La avaricia hace buscar y conservar con vehemencia el dinero. Las riquezas, en
cuanto que son necesarias para la propia vida, no son malas, y el ser humano las
desea precisamente porque le son necesarias. El mal está no en su uso, sino en
la inmoderación que las hace ser consideradas no como un medio, sino como un
fin último que se antepone a la justicia y al amor para con Dios y el prójimo.
La avidez del dinero, raíz de todos los males.Afirma, por ello, san Agustín que «si el principio de todo pecado es la
soberbia, la raíz de todos los males es ciertamente la avaricia»
(Exposición sobre la 1º epístola de san Juan, 8, 6).
La soberbia consiste en el deseo inmoderado de la propia excelencia. Es el
pecado que da dirección o finalidad a todos los demás, que pueden considerarse
como medios para conseguir el fin que se propone la soberbia. San Agustín cita,
poco antes de su afirmación, la frase bíblica: «La soberbia es el principio de todo
pecado» (Eclo 10, 15). También esta otra del Nuevo Testamento: «La avaricia
es raíz de todos los males».(1 Tim 6, 10). Las riquezas ayudan al hombre a
caer en cualquier pecado, al que alimentan como la raíz de un árbol. Parece que
sean unas raíces generales y hasta infinitas. Por este aparente carácter infinito
de las riquezas pensamos que lo podemos conseguir todo.
Inmundicia del corazón.La avaricia, que «no es otra cosa que desear más de lo que se necesita»
(Exposición, 8, 6), en realidad implica cargarse de lo que no es necesario.
Podemos preguntarnos, como hace san Agustín, en uno de sus sermones:
«¿Para qué, siendo tan breve el camino, llevar tanto bagaje que más que
ayudar a llegar al fin te sirve de impedimento para que no llegues
jamás?. Es bien extraño lo que pretendes: te cargas, y no ves que lo
mucho que llevas te oprime en el camino, ya que sobre la carga del
dinero se te echa encima, la de la avaricia; pues la avaricia es la
inmundicia del coraz6n».
Por hacer del hombre esclavo de los bienes externos, los más bajos entre todos
los bienes, la avaricia es un vicio repugnante. A diferencia de otros vicios, nunca,
como lo ha manifestado la literatura, se ha justificado su maldad y fealdad, pues
«todas las literaturas y escuelas han condenado la avaricia».

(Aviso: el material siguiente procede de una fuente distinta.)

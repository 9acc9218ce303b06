// Copyright 2025 John Brosnihan
//
// Licensed under the Apache License, Version 2.0 (the "License");
// you may not use this file except in compliance with the License.
// You may obtain a copy of the License at
//
//     http://www.apache.org/licenses/LICENSE-2.0
//
// Unless required by applicable law or agreed to in writing, software
// distributed under the License is distributed on an "AS IS" BASIS,
// WITHOUT WARRANTIES OR CONDITIONS OF ANY KIND, either express or implied.
// See the License for the specific language governing permissions and
// limitations under the License.
use std::path::PathBuf;

use anyhow::{Context, Result};
use clap::{CommandFactory, Parser, Subcommand};

use nbody_sim::driver::{run_headless, Mode, Report};
use nbody_sim::scenario::{galaxy_collision, DEFAULT_GALAXY_SEED};
use nbody_sim::{persistence, Simulation};

/// Gravitational N-body particle simulator
#[derive(Parser, Debug)]
#[command(version, about, long_about = None, args_conflicts_with_subcommands = true)]
struct Args {
    /// Number of steps to run headless, or a resource directory for display
    target: Option<String>,
    /// State file to load instead of the two-body seed
    input: Option<PathBuf>,
    /// Write the final state to this file
    #[arg(long)]
    save: Option<PathBuf>,
    /// Worker threads for the force pass (default: one per core)
    #[arg(long)]
    threads: Option<usize>,
    #[command(subcommand)]
    command: Option<Commands>,
}

#[derive(Subcommand, Debug)]
enum Commands {
    /// Write the galaxy-collision scene to a state file
    Generate {
        /// Output path
        output: PathBuf,
        /// Random seed for the shell bodies
        #[arg(long, default_value_t = DEFAULT_GALAXY_SEED)]
        seed: u64,
    },
}

fn main() -> Result<()> {
    env_logger::Builder::from_env(env_logger::Env::default().default_filter_or("info")).init();

    let args = match Args::try_parse() {
        Ok(args) => args,
        Err(err) => {
            // Usage errors exit cleanly
            err.print()?;
            return Ok(());
        }
    };

    if let Some(Commands::Generate { output, seed }) = args.command {
        let (config, particles) = galaxy_collision(seed);
        persistence::save(&output, &config, &particles)
            .with_context(|| format!("failed to write scene to {}", output.display()))?;
        return Ok(());
    }

    let Some(target) = args.target else {
        Args::command().print_help()?;
        return Ok(());
    };

    #[cfg(feature = "parallel")]
    {
        if let Some(threads) = args.threads {
            rayon::ThreadPoolBuilder::new()
                .num_threads(threads)
                .build_global()
                .context("failed to configure worker threads")?;
        }
    }
    #[cfg(not(feature = "parallel"))]
    {
        if args.threads.is_some() {
            log::warn!("--threads has no effect without the `parallel` feature");
        }
    }

    let mut simulation = match &args.input {
        Some(path) => Simulation::load(path)
            .with_context(|| format!("failed to load {}", path.display()))?,
        None => Simulation::two_body(),
    };

    match target.parse::<Mode>() {
        Ok(Mode::Headless { steps }) => run_headless(&mut simulation, steps),
        Ok(Mode::Windowed { resource_dir }) => {
            log::error!(
                "no display backend is built into this binary (resources: {}); pass a step count to run headless",
                resource_dir.display()
            );
        }
        Err(never) => match never {},
    }

    println!("{}", Report::from_simulation(&simulation));

    if let Some(path) = &args.save {
        simulation
            .save(path)
            .with_context(|| format!("failed to save {}", path.display()))?;
    }

    Ok(())
}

En las riquezas no puede encontrar el hombre la felicidad. Desplegando todo su
atractivo mienten. Se descubre su engaño porque, al estar sometidas al azar, no
dan seguridad. No ocurre así con los bienes espirituales. Añade, por ello, nuestro
autor: «Fortifica tu arca interior, que es tu conciencia. Allí es donde
tienes esas riquezas que no pueden ser robadas ni por los ladrones, ni
por los enemigos, ni por los piratas; ni, finalmente, por el mar aunque
naufragues, porque, aunque salieras del mar desnudo, no dejarás de
salir lleno por dentro».
Una verdadera «tirana».Para mantener su engaño, la avaricia «a veces se sirve de otro motivo:
"Atesora, te dice, para el porvenir". Pero, hay que replicarle: "¿Qué
porvenir es ése? Seguramente se reduce a muy pocos días y muy
inciertos". Si insiste en decir: "Piensa en tu futuro", respóndele: "¿Para
qué futuro, oh avaricia, si hablas a quien está ya muriendo?"»
En general, la riqueza encierra al hombre en lo material, en lo terreno, y le hace
olvidar que puede morir en cualquier momento y que en todo caso tarde o
temprano tendrá que dar cuentas de su vida.

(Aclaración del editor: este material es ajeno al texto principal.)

// Copyright 2025 John Brosnihan
//
// Licensed under the Apache License, Version 2.0 (the "License");
// you may not use this file except in compliance with the License.
// You may obtain a copy of the License at
//
//     http://www.apache.org/licenses/LICENSE-2.0
//
// Unless required by applicable law or agreed to in writing, software
// distributed under the License is distributed on an "AS IS" BASIS,
// WITHOUT WARRANTIES OR CONDITIONS OF ANY KIND, either express or implied.
// See the License for the specific language governing permissions and
// limitations under the License.
//! Procedurally generated initial states

use rand::{rngs::SmallRng, Rng, SeedableRng};

use crate::components::{Color, Position, Velocity};
use crate::config::SimulationConfig;
use crate::particle::Particle;

/// Mass of the heavy body in the two-body seed
pub const TWO_BODY_HEAVY_MASS: f64 = 1e-3;

/// Mass of the light body in the two-body seed
pub const TWO_BODY_LIGHT_MASS: f64 = 1e-6;

/// Initial separation of the two-body seed
pub const TWO_BODY_RADIUS: f64 = 1.0;

/// Semi-major axis of the light body's orbit
pub const TWO_BODY_SEMI_MAJOR_AXIS: f64 = 2.0;

/// Seed used by the galaxy scene when none is given
pub const DEFAULT_GALAXY_SEED: u64 = 0;

/// Speed on a Kepler orbit at distance `r` with semi-major axis `a`
///
/// Vis-viva: `v = sqrt(G M (2/r - 1/a))` with `G = 1`.
pub fn vis_viva_speed(central_mass: f64, r: f64, a: f64) -> f64 {
    (central_mass * (2.0 / r - 1.0 / a)).sqrt()
}

/// Heavy body at rest at the origin, light body at `(r, 0, 0)` moving along
/// `+y` at the vis-viva speed
pub fn two_body() -> (SimulationConfig, Vec<Particle>) {
    let config = SimulationConfig::default();

    let heavy = Particle::new(TWO_BODY_HEAVY_MASS, Position::zero(), Velocity::zero())
        .with_appearance(Color::new(1.0, 0.9, 0.6), 0.05);

    let speed = vis_viva_speed(TWO_BODY_HEAVY_MASS, TWO_BODY_RADIUS, TWO_BODY_SEMI_MAJOR_AXIS);
    let light = Particle::new(
        TWO_BODY_LIGHT_MASS,
        Position::new(TWO_BODY_RADIUS, 0.0, 0.0),
        Velocity::new(0.0, speed, 0.0),
    )
    .with_appearance(Color::new(0.6, 0.8, 1.0), 0.02);

    (config, vec![heavy, light])
}

/// Two clusters on a collision course
///
/// A heavy core wrapped in a 500-body shell moves `+x`; a lighter core
/// followed by an 8×8×8 lattice of bodies moves `-x` toward it.
pub fn galaxy_collision(seed: u64) -> (SimulationConfig, Vec<Particle>) {
    let mut rng = SmallRng::seed_from_u64(seed);
    let config = SimulationConfig::new(0.002, 1e-4);
    let mut particles = Vec::with_capacity(2 + 500 + 8 * 8 * 8);

    let shell_center = Position::new(-2.0, -0.5, 0.0);
    particles.push(
        Particle::new(0.75, shell_center, Velocity::new(1.0, 0.0, 0.0))
            .with_appearance(Color::new(0.533884, 0.9966563, 0.742154), 0.05),
    );
    shell(&mut rng, &mut particles, &shell_center, 500);

    particles.push(
        Particle::new(0.03, Position::new(2.0, 0.5, 0.0), Velocity::new(-2.0, 0.0, 0.0))
            .with_appearance(Color::new(0.9, 0.9, 0.9), 0.05),
    );
    lattice(&mut particles, 8);

    (config, particles)
}

fn shell(rng: &mut SmallRng, particles: &mut Vec<Particle>, center: &Position, count: usize) {
    for _ in 0..count {
        let radius = rng.gen_range(0.8..1.2);
        let pitch: f64 = rng.gen_range(0.0..6.282);
        let yaw: f64 = rng.gen_range(0.0..6.282);

        let position = Position::new(
            yaw.cos() * pitch.cos() * radius + center.x(),
            yaw.sin() * pitch.cos() * radius + center.y(),
            pitch.sin() * radius + center.z(),
        );
        let color = Color::new(
            rng.gen_range(0.0..0.5),
            rng.gen_range(0.2..1.0),
            rng.gen_range(0.2..1.0),
        );

        particles.push(Particle::new(0.0003, position, Velocity::zero()).with_appearance(color, 0.02));
    }
}

fn lattice(particles: &mut Vec<Particle>, side: usize) {
    let step = side as f64;
    for x in 0..side {
        for y in 0..side {
            for z in 0..side {
                let (fx, fy, fz) = (x as f64 / step, y as f64 / step, z as f64 / step);
                particles.push(
                    Particle::new(
                        0.03,
                        Position::new(fx + 1.5, fy, fz - 0.5),
                        Velocity::new(-2.0, 0.0, 0.0),
                    )
                    .with_appearance(Color::new(fx as f32, fy as f32, fz as f32), 0.02),
                );
            }
        }
    }
}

No se le condenará por el hecho de tener riquezas, sino por el uso que ha
hecho de las mismas. La avaricia, como verdadera «tirana», le ha hecho
«siervo del desorden». En cambio: «Si eres señor del oro, sabrás hacer con él
cosas buenas; si eres siervo, el oro se servirá de ti para el mal».
El remedio proporciona esperanza porque, como nos dice san Agustín en un
sermón: «Ama las riquezas celestiales y desde ahora quedarás saciado:
no está escondida la fuente de donde manan; basta tener abierto el
corazón. El corazón se abre con la llave de la fe» (Sermón 177, 1-4).
Es ésta una llave que verdaderamente hace rico, feliz y esperanzado.